//! SQLite vector store backed by the `sqlite-vec` extension.
//!
//! Layout: a `posts` table with the denormalized post records, a `chunks`
//! table keyed by id with a unique `fingerprint` index, and a
//! `chunk_embeddings` table holding `vec_f32` blobs joined by chunk id.
//! Similarity queries use `vec_distance_cosine` directly in SQL.

use std::mem::transmute;
use std::os::raw::c_char;
use std::path::Path;
use std::sync::Once;

use async_trait::async_trait;
use chrono::{DateTime, Utc};
use tokio_rusqlite::{Connection, OptionalExtension, ffi};

use super::VectorStore;
use crate::types::{ChunkRecord, PipelineError, Post};

const SCHEMA: &str = "
CREATE TABLE IF NOT EXISTS posts (
    gallery_id   TEXT NOT NULL,
    post_id      TEXT NOT NULL,
    title        TEXT NOT NULL,
    body         TEXT NOT NULL,
    author       TEXT NOT NULL,
    published_at TEXT NOT NULL,
    view_count   INTEGER NOT NULL DEFAULT 0,
    upvote_count INTEGER NOT NULL DEFAULT 0,
    source_url   TEXT NOT NULL UNIQUE,
    comments     TEXT NOT NULL DEFAULT '[]',
    PRIMARY KEY (gallery_id, post_id)
);
CREATE TABLE IF NOT EXISTS chunks (
    id          TEXT PRIMARY KEY,
    fingerprint TEXT NOT NULL UNIQUE,
    gallery_id  TEXT NOT NULL,
    post_id     TEXT NOT NULL,
    field_path  TEXT NOT NULL,
    content     TEXT NOT NULL
);
CREATE INDEX IF NOT EXISTS idx_chunks_gallery ON chunks (gallery_id);
CREATE TABLE IF NOT EXISTS chunk_embeddings (
    id        TEXT PRIMARY KEY,
    embedding BLOB NOT NULL
);
CREATE TABLE IF NOT EXISTS crawl_log (
    gallery_id      TEXT PRIMARY KEY,
    last_crawled_at TEXT NOT NULL
);
";

#[derive(Clone)]
pub struct SqliteVectorStore {
    conn: Connection,
}

impl SqliteVectorStore {
    /// Opens (or creates) the store at `path` and applies the schema.
    /// `:memory:` is accepted for throwaway stores.
    pub async fn open(path: impl AsRef<Path>) -> Result<Self, PipelineError> {
        Self::register_sqlite_vec()?;
        let conn = Connection::open(path)
            .await
            .map_err(|err| PipelineError::Storage(err.to_string()))?;

        conn.call(|conn| {
            // Fail fast if the vec extension did not load.
            conn.query_row("SELECT vec_version()", [], |row| row.get::<_, String>(0))
                .map_err(tokio_rusqlite::Error::Error)?;
            conn.execute_batch(SCHEMA)
                .map_err(tokio_rusqlite::Error::Error)?;
            Ok::<_, tokio_rusqlite::Error>(())
        })
        .await
        .map_err(|err| PipelineError::Storage(err.to_string()))?;

        Ok(Self { conn })
    }

    fn register_sqlite_vec() -> Result<(), PipelineError> {
        use std::sync::Mutex;

        static INIT: Once = Once::new();
        static INIT_RESULT: Mutex<Option<Result<(), String>>> = Mutex::new(None);

        INIT.call_once(|| {
            let result = unsafe {
                type SqliteExtensionInit = unsafe extern "C" fn(
                    *mut ffi::sqlite3,
                    *mut *mut c_char,
                    *const ffi::sqlite3_api_routines,
                ) -> i32;

                let init: unsafe extern "C" fn() = sqlite_vec::sqlite3_vec_init;
                let init_fn: SqliteExtensionInit =
                    transmute::<unsafe extern "C" fn(), SqliteExtensionInit>(init);
                let rc = ffi::sqlite3_auto_extension(Some(init_fn));
                if rc != 0 {
                    Err(format!("failed to register sqlite-vec extension (code {rc})"))
                } else {
                    Ok(())
                }
            };
            *INIT_RESULT.lock().expect("init result mutex poisoned") = Some(result);
        });

        INIT_RESULT
            .lock()
            .expect("init result mutex poisoned")
            .clone()
            .expect("init was called but result not set")
            .map_err(PipelineError::Storage)
    }
}

fn row_to_post(
    gallery_id: String,
    post_id: String,
    title: String,
    body: String,
    author: String,
    published_at: String,
    view_count: i64,
    upvote_count: i64,
    source_url: String,
    comments_json: String,
) -> Post {
    Post {
        id: post_id,
        gallery_id,
        title,
        body,
        author,
        published_at,
        view_count: view_count.max(0) as u64,
        upvote_count: upvote_count.max(0) as u64,
        source_url,
        comments: serde_json::from_str(&comments_json).unwrap_or_default(),
    }
}
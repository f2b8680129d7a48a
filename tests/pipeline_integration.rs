//! End-to-end indexing and retrieval over a real sqlite-vec store, with
//! deterministic mock embeddings.

use std::sync::Arc;

use gallrag::chunking::ChunkerConfig;
use gallrag::embeddings::MockEmbeddingProvider;
use gallrag::indexing::IndexingPipeline;
use gallrag::retrieval::RetrievalEngine;
use gallrag::stores::{SqliteVectorStore, VectorStore};
use gallrag::types::{Comment, Post};

fn post(gallery: &str, id: &str, title: &str, body: &str) -> Post {
    Post {
        id: id.into(),
        gallery_id: gallery.into(),
        title: title.into(),
        body: body.into(),
        author: "ㅇㅇ".into(),
        published_at: "2025-06-01 10:00:00".into(),
        view_count: 100,
        upvote_count: 5,
        source_url: format!("https://gall.example.com/{gallery}/board/view/?id={gallery}&no={id}"),
        comments: vec![],
    }
}

struct Harness {
    _dir: tempfile::TempDir,
    store: Arc<SqliteVectorStore>,
    indexer: IndexingPipeline,
    retrieval: RetrievalEngine,
}

async fn harness() -> Harness {
    let dir = tempfile::tempdir().unwrap();
    let store = Arc::new(
        SqliteVectorStore::open(dir.path().join("test.db"))
            .await
            .unwrap(),
    );
    let embedder = Arc::new(MockEmbeddingProvider::default());
    let indexer = IndexingPipeline::new(store.clone(), embedder.clone(), ChunkerConfig::default());
    let retrieval = RetrievalEngine::new(embedder, store.clone(), 0.0);
    Harness {
        _dir: dir,
        store,
        indexer,
        retrieval,
    }
}

#[tokio::test]
async fn indexing_identical_posts_twice_adds_nothing() {
    let h = harness().await;
    let posts = vec![
        post("programming", "1", "러스트 질문", "소유권 규칙이 헷갈리는데 설명 좀 해줄 사람?"),
        post("programming", "2", "비동기 정리", "tokio 런타임에서 태스크를 나누는 기준을 정리해봤다."),
    ];

    let first = h.indexer.index(&posts).await.unwrap();
    assert!(first.chunks_added > 0);
    assert_eq!(first.chunks_skipped, 0);
    let count_after_first = h.store.chunk_count().await.unwrap();

    let second = h.indexer.index(&posts).await.unwrap();
    assert_eq!(second.chunks_added, 0);
    assert_eq!(h.store.chunk_count().await.unwrap(), count_after_first);
}

#[tokio::test]
async fn retrieval_ranks_the_exact_match_first_with_valid_scores() {
    let h = harness().await;
    let target_body = "엘든링 출혈 빌드가 현재 메타에서 가장 강력하다는 평가를 받는다.";
    let posts = vec![
        post("eldenring", "10", "", target_body),
        post("eldenring", "11", "잡담", "오늘 날씨가 좋아서 산책 다녀온 이야기."),
        post("baseball_new11", "12", "직관 후기", "야구장 다녀왔는데 응원 분위기가 최고였다."),
    ];
    h.indexer.index(&posts).await.unwrap();

    let hits = h.retrieval.retrieve(target_body, 3, None).await.unwrap();
    assert!(!hits.is_empty());
    assert_eq!(hits[0].post.id, "10");
    assert!(hits[0].score > 0.99);
    for window in hits.windows(2) {
        assert!(window[0].score >= window[1].score);
    }
    for hit in &hits {
        assert!((0.0..=1.0).contains(&hit.score));
    }
}

#[tokio::test]
async fn each_post_appears_at_most_once() {
    let h = harness().await;
    let mut long_post = post(
        "programming",
        "20",
        "장문 정리글",
        &"러스트 소유권과 수명에 대한 긴 정리. ".repeat(80),
    );
    long_post.comments = vec![Comment {
        id: "c1".into(),
        author: "고닉".into(),
        text: "소유권 정리 감사합니다, 수명 부분이 특히 도움됐어요.".into(),
        published_at: "2025-06-01 11:00:00".into(),
        replies: vec![],
    }];
    h.indexer.index(&[long_post]).await.unwrap();
    assert!(h.store.chunk_count().await.unwrap() > 1);

    let hits = h
        .retrieval
        .retrieve("러스트 소유권 수명 정리", 5, None)
        .await
        .unwrap();
    let mut keys: Vec<(String, String)> = hits
        .iter()
        .map(|hit| (hit.post.gallery_id.clone(), hit.post.id.clone()))
        .collect();
    keys.sort();
    keys.dedup();
    assert_eq!(keys.len(), hits.len());
}

#[tokio::test]
async fn gallery_scope_filters_hits() {
    let h = harness().await;
    let posts = vec![
        post("eldenring", "30", "보스 공략", "말레니아 공략은 패턴 암기가 전부다."),
        post("programming", "31", "보스 공략?", "레거시 코드라는 보스를 공략하는 법."),
    ];
    h.indexer.index(&posts).await.unwrap();

    let hits = h
        .retrieval
        .retrieve("보스 공략", 5, Some("programming"))
        .await
        .unwrap();
    assert!(!hits.is_empty());
    assert!(hits.iter().all(|hit| hit.post.gallery_id == "programming"));
}

#[tokio::test]
async fn empty_index_returns_no_hits() {
    let h = harness().await;
    let hits = h.retrieval.retrieve("아무 검색어", 5, None).await.unwrap();
    assert!(hits.is_empty());
}

#[tokio::test]
async fn purge_removes_a_gallery_completely() {
    let h = harness().await;
    let posts = vec![
        post("eldenring", "40", "공략", "루엔 학살자 상대로는 회피 타이밍이 중요하다."),
        post("programming", "41", "질문", "트레이트 객체와 제네릭 중 무엇을 쓸지 고민된다."),
    ];
    h.indexer.index(&posts).await.unwrap();

    let deleted = h.store.purge_gallery("eldenring").await.unwrap();
    assert!(deleted > 0);
    assert_eq!(
        h.store.list_galleries().await.unwrap(),
        vec!["programming".to_string()]
    );

    let hits = h.retrieval.retrieve("회피 타이밍", 5, None).await.unwrap();
    assert!(hits.iter().all(|hit| hit.post.gallery_id != "eldenring"));
}

#[tokio::test]
async fn crawl_log_round_trips() {
    let h = harness().await;
    assert!(h.store.last_crawled("eldenring").await.unwrap().is_none());
    h.store.record_crawl("eldenring").await.unwrap();
    let at = h.store.last_crawled("eldenring").await.unwrap().unwrap();
    let age = chrono::Utc::now().signed_duration_since(at);
    assert!(age.num_seconds() < 60);
}
use std::sync::Arc;

use tracing::{info, warn};
use tracing_subscriber::EnvFilter;

use gallrag::config::EngineConfig;
use gallrag::embeddings::{EmbeddingProvider, HttpEmbeddingProvider, MockEmbeddingProvider};
use gallrag::engine::SearchEngine;
use gallrag::generation::{ChatCompletionGenerator, DisabledGenerator, Generator};
use gallrag::server;
use gallrag::stores::SqliteVectorStore;
use gallrag::types::PipelineError;

#[tokio::main]
async fn main() -> Result<(), Box<dyn std::error::Error>> {
    dotenvy::dotenv().ok();
    tracing_subscriber::fmt()
        .with_env_filter(EnvFilter::try_from_default_env().unwrap_or_else(|_| "info".into()))
        .init();

    let config = EngineConfig::from_env()?;
    info!(db = %config.db_path, bind = %config.bind_addr, "starting gallrag");

    let store = Arc::new(SqliteVectorStore::open(&config.db_path).await?);

    let embedder: Arc<dyn EmbeddingProvider> = match &config.embedding_api_key {
        Some(key) => Arc::new(HttpEmbeddingProvider::new(
            &config.embedding_base,
            key.clone(),
            config.embedding_model.clone(),
            config.embedding_dimensions,
            config.embed_timeout,
        )?),
        None => {
            warn!("OPENAI_API_KEY unset, using deterministic mock embeddings");
            Arc::new(MockEmbeddingProvider::default())
        }
    };

    let generator: Arc<dyn Generator> = match &config.generation_api_key {
        Some(key) => Arc::new(ChatCompletionGenerator::new(
            &config.generation_base,
            key.clone(),
            config.generation_model.clone(),
            config.generation_timeout,
        )?),
        None => {
            warn!("GROQ_API_KEY unset, answers will be retrieval-only");
            Arc::new(DisabledGenerator)
        }
    };

    let bind_addr = config.bind_addr.clone();
    let engine = SearchEngine::builder(config)
        .store(store)
        .embedder(embedder)
        .generator(generator)
        .build()?;

    let listener = tokio::net::TcpListener::bind(&bind_addr)
        .await
        .map_err(PipelineError::from)?;
    server::serve_on(listener, Arc::new(engine)).await?;
    Ok(())
}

_Activity_
When a line in the material contains the string "static", copy that line.

_Solution_
        static INIT: Once = Once::new();
        static INIT_RESULT: Mutex<Option<Result<(), String>>> = Mutex::new(None);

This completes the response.